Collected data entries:

══════════════════════════════

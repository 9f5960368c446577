//! Process-wide operating mode.
//!
//! Every periodic loop (reconciliation, scheduler, poller, reaper) consults
//! the [`ModeController`] at the top of each tick. `Stopping` ends the loop,
//! any mode other than `Running` turns the tick into a no-op. There is no way
//! back from `Stopping`.

use std::sync::Arc;

use serde::{Deserialize, Serialize};
use tokio::{sync::watch, time::Interval};
use tracing::info;

#[derive(
    Debug,
    Clone,
    Copy,
    PartialEq,
    Eq,
    Hash,
    Serialize,
    Deserialize,
    strum::Display,
    strum::EnumString,
)]
#[serde(rename_all = "snake_case")]
#[strum(serialize_all = "snake_case")]
pub enum OperatingMode {
    Initializing,
    Starting,
    Running,
    Paused,
    Stopping,
}

impl OperatingMode {
    pub fn can_transition_to(self, next: OperatingMode) -> bool {
        use OperatingMode::*;
        match (self, next) {
            (Stopping, _) => false,
            (_, Stopping) => true,
            (Initializing, Starting) |
            (Starting, Running) |
            (Running, Paused) |
            (Paused, Running) => true,
            _ => false,
        }
    }
}

#[derive(Debug, thiserror::Error, PartialEq, Eq)]
#[error("invalid operating mode transition: {from} -> {to}")]
pub struct ModeTransitionError {
    pub from: OperatingMode,
    pub to: OperatingMode,
}

/// What a loop should do with the tick it just woke up for.
#[derive(Debug, Clone, Copy, PartialEq, Eq)]
pub enum TickGate {
    Run,
    Skip,
    Exit,
}

impl From<OperatingMode> for TickGate {
    fn from(mode: OperatingMode) -> Self {
        match mode {
            OperatingMode::Running => TickGate::Run,
            OperatingMode::Stopping => TickGate::Exit,
            _ => TickGate::Skip,
        }
    }
}

#[derive(Debug, Clone)]
pub struct ModeController {
    tx: Arc<watch::Sender<OperatingMode>>,
}

impl Default for ModeController {
    fn default() -> Self {
        Self::new()
    }
}

impl ModeController {
    pub fn new() -> Self {
        let (tx, _) = watch::channel(OperatingMode::Initializing);
        Self { tx: Arc::new(tx) }
    }

    pub fn current(&self) -> OperatingMode {
        *self.tx.borrow()
    }

    pub fn gate(&self) -> TickGate {
        self.current().into()
    }

    pub fn subscribe(&self) -> watch::Receiver<OperatingMode> {
        self.tx.subscribe()
    }

    /// Moves to `next`. Setting the current mode again is a no-op.
    pub fn transition(&self, next: OperatingMode) -> Result<(), ModeTransitionError> {
        let mut outcome = Ok(());
        let mut previous = None;
        self.tx.send_if_modified(|current| {
            if *current == next {
                return false;
            }
            if !current.can_transition_to(next) {
                outcome = Err(ModeTransitionError {
                    from: *current,
                    to: next,
                });
                return false;
            }
            previous = Some(*current);
            *current = next;
            true
        });
        if let Some(previous) = previous {
            info!(from = %previous, to = %next, "operating mode changed");
        }
        outcome
    }

    /// Moves to `Stopping` from whatever mode we are in.
    pub fn stop(&self) {
        // any mode may move to Stopping and Stopping -> Stopping is a no-op
        let _ = self.transition(OperatingMode::Stopping);
    }

    /// Waits for the next tick of `ticker` or for a mode change, whichever
    /// comes first, and reports whether the caller should do work now.
    pub async fn wait_tick(
        &self,
        ticker: &mut Interval,
        mode_rx: &mut watch::Receiver<OperatingMode>,
    ) -> TickGate {
        tokio::select! {
            _ = ticker.tick() => {}
            changed = mode_rx.changed() => {
                if changed.is_err() {
                    return TickGate::Exit;
                }
            }
        }
        self.gate()
    }
}

#[cfg(test)]
mod tests {
    use std::time::Duration;

    use super::*;

    #[test]
    fn test_startup_sequence() {
        let mode = ModeController::new();
        assert_eq!(mode.current(), OperatingMode::Initializing);
        assert_eq!(mode.gate(), TickGate::Skip);

        mode.transition(OperatingMode::Starting).unwrap();
        mode.transition(OperatingMode::Running).unwrap();
        assert_eq!(mode.gate(), TickGate::Run);

        mode.transition(OperatingMode::Paused).unwrap();
        assert_eq!(mode.gate(), TickGate::Skip);
        mode.transition(OperatingMode::Running).unwrap();
        assert_eq!(mode.gate(), TickGate::Run);
    }

    #[test]
    fn test_no_way_back_from_stopping() {
        let mode = ModeController::new();
        mode.stop();
        assert_eq!(mode.gate(), TickGate::Exit);
        assert_eq!(
            mode.transition(OperatingMode::Running),
            Err(ModeTransitionError {
                from: OperatingMode::Stopping,
                to: OperatingMode::Running,
            })
        );
        // stopping twice is harmless
        assert!(mode.transition(OperatingMode::Stopping).is_ok());
        assert_eq!(mode.current(), OperatingMode::Stopping);
    }

    #[test]
    fn test_rejects_skipping_startup() {
        let mode = ModeController::new();
        assert!(mode.transition(OperatingMode::Paused).is_err());
        assert!(mode.transition(OperatingMode::Running).is_err());
        assert_eq!(mode.current(), OperatingMode::Initializing);
    }

    #[test]
    fn test_mode_parses_from_str() {
        assert_eq!(
            "paused".parse::<OperatingMode>().unwrap(),
            OperatingMode::Paused
        );
        assert_eq!(OperatingMode::Stopping.to_string(), "stopping");
    }

    #[tokio::test]
    async fn test_wait_tick_wakes_on_mode_change() {
        let mode = ModeController::new();
        let mut rx = mode.subscribe();
        let mut ticker = tokio::time::interval(Duration::from_secs(3600));
        // the first tick of an interval completes immediately
        ticker.tick().await;

        let stopper = mode.clone();
        tokio::spawn(async move {
            tokio::time::sleep(Duration::from_millis(10)).await;
            stopper.stop();
        });

        let gate = tokio::time::timeout(Duration::from_secs(5), mode.wait_tick(&mut ticker, &mut rx))
            .await
            .unwrap();
        assert_eq!(gate, TickGate::Exit);
    }
}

══════════════════════════════

#### [What needs to be done]
Output the data exactly, in full.

#### [Solution to this exercise]
repository 9f5960368c446577
//! Process-wide operating mode.
//!
//! Every periodic loop (reconciliation, scheduler, poller, reaper) consults
//! the [`ModeController`] at the top of each tick. `Stopping` ends the loop,
//! any mode other than `Running` turns the tick into a no-op. There is no way
//! back from `Stopping`.

use std::sync::Arc;

use serde::{Deserialize, Serialize};
use tokio::{sync::watch, time::Interval};
use tracing::info;

#[derive(
    Debug,
    Clone,
    Copy,
    PartialEq,
    Eq,
    Hash,
    Serialize,
    Deserialize,
    strum::Display,
    strum::EnumString,
)]
#[serde(rename_all = "snake_case")]
#[strum(serialize_all = "snake_case")]
pub enum OperatingMode {
    Initializing,
    Starting,
    Running,
    Paused,
    Stopping,
}

impl OperatingMode {
    pub fn can_transition_to(self, next: OperatingMode) -> bool {
        use OperatingMode::*;
        match (self, next) {
            (Stopping, _) => false,
            (_, Stopping) => true,
            (Initializing, Starting) |
            (Starting, Running) |
            (Running, Paused) |
            (Paused, Running) => true,
            _ => false,
        }
    }
}

#[derive(Debug, thiserror::Error, PartialEq, Eq)]
#[error("invalid operating mode transition: {from} -> {to}")]
pub struct ModeTransitionError {
    pub from: OperatingMode,
    pub to: OperatingMode,
}

/// What a loop should do with the tick it just woke up for.
#[derive(Debug, Clone, Copy, PartialEq, Eq)]
pub enum TickGate {
    Run,
    Skip,
    Exit,
}

impl From<OperatingMode> for TickGate {
    fn from(mode: OperatingMode) -> Self {
        match mode {
            OperatingMode::Running => TickGate::Run,
            OperatingMode::Stopping => TickGate::Exit,
            _ => TickGate::Skip,
        }
    }
}

#[derive(Debug, Clone)]
pub struct ModeController {
    tx: Arc<watch::Sender<OperatingMode>>,
}

impl Default for ModeController {
    fn default() -> Self {
        Self::new()
    }
}

impl ModeController {
    pub fn new() -> Self {
        let (tx, _) = watch::channel(OperatingMode::Initializing);
        Self { tx: Arc::new(tx) }
    }

    pub fn current(&self) -> OperatingMode {
        *self.tx.borrow()
    }

    pub fn gate(&self) -> TickGate {
        self.current().into()
    }

    pub fn subscribe(&self) -> watch::Receiver<OperatingMode> {
        self.tx.subscribe()
    }

    /// Moves to `next`. Setting the current mode again is a no-op.
    pub fn transition(&self, next: OperatingMode) -> Result<(), ModeTransitionError> {
        let mut outcome = Ok(());
        let mut previous = None;
        self.tx.send_if_modified(|current| {
            if *current == next {
                return false;
            }
            if !current.can_transition_to(next) {
                outcome = Err(ModeTransitionError {
                    from: *current,
                    to: next,
                });
                return false;
            }
            previous = Some(*current);
            *current = next;
            true
        });
        if let Some(previous) = previous {
            info!(from = %previous, to = %next, "operating mode changed");
        }
        outcome
    }

    /// Moves to `Stopping` from whatever mode we are in.
    pub fn stop(&self) {
        // any mode may move to Stopping and Stopping -> Stopping is a no-op
        let _ = self.transition(OperatingMode::Stopping);
    }

    /// Waits for the next tick of `ticker` or for a mode change, whichever
    /// comes first, and reports whether the caller should do work now.
    pub async fn wait_tick(
        &self,
        ticker: &mut Interval,
        mode_rx: &mut watch::Receiver<OperatingMode>,
    ) -> TickGate {
        tokio::select! {
            _ = ticker.tick() => {}
            changed = mode_rx.changed() => {
                if changed.is_err() {
                    return TickGate::Exit;
                }
            }
        }
        self.gate()
    }
}

#[cfg(test)]
mod tests {
    use std::time::Duration;

    use super::*;

    #[test]
    fn test_startup_sequence() {
        let mode = ModeController::new();
        assert_eq!(mode.current(), OperatingMode::Initializing);
        assert_eq!(mode.gate(), TickGate::Skip);

        mode.transition(OperatingMode::Starting).unwrap();
        mode.transition(OperatingMode::Running).unwrap();
        assert_eq!(mode.gate(), TickGate::Run);

        mode.transition(OperatingMode::Paused).unwrap();
        assert_eq!(mode.gate(), TickGate::Skip);
        mode.transition(OperatingMode::Running).unwrap();
        assert_eq!(mode.gate(), TickGate::Run);
    }

    #[test]
    fn test_no_way_back_from_stopping() {
        let mode = ModeController::new();
        mode.stop();
        assert_eq!(mode.gate(), TickGate::Exit);
        assert_eq!(
            mode.transition(OperatingMode::Running),
            Err(ModeTransitionError {
                from: OperatingMode::Stopping,
                to: OperatingMode::Running,
            })
        );
        // stopping twice is harmless
        assert!(mode.transition(OperatingMode::Stopping).is_ok());
        assert_eq!(mode.current(), OperatingMode::Stopping);
    }

    #[test]
    fn test_rejects_skipping_startup() {
        let mode = ModeController::new();
        assert!(mode.transition(OperatingMode::Paused).is_err());
        assert!(mode.transition(OperatingMode::Running).is_err());
        assert_eq!(mode.current(), OperatingMode::Initializing);
    }

    #[test]
    fn test_mode_parses_from_str() {
        assert_eq!(
            "paused".parse::<OperatingMode>().unwrap(),
            OperatingMode::Paused
        );
        assert_eq!(OperatingMode::Stopping.to_string(), "stopping");
    }

    #[tokio::test]
    async fn test_wait_tick_wakes_on_mode_change() {
        let mode = ModeController::new();
        let mut rx = mode.subscribe();
        let mut ticker = tokio::time::interval(Duration::from_secs(3600));
        // the first tick of an interval completes immediately
        ticker.tick().await;

        let stopper = mode.clone();
        tokio::spawn(async move {
            tokio::time::sleep(Duration::from_millis(10)).await;
            stopper.stop();
        });

        let gate = tokio::time::timeout(Duration::from_secs(5), mode.wait_tick(&mut ticker, &mut rx))
            .await
            .unwrap();
        assert_eq!(gate, TickGate::Exit);
    }
}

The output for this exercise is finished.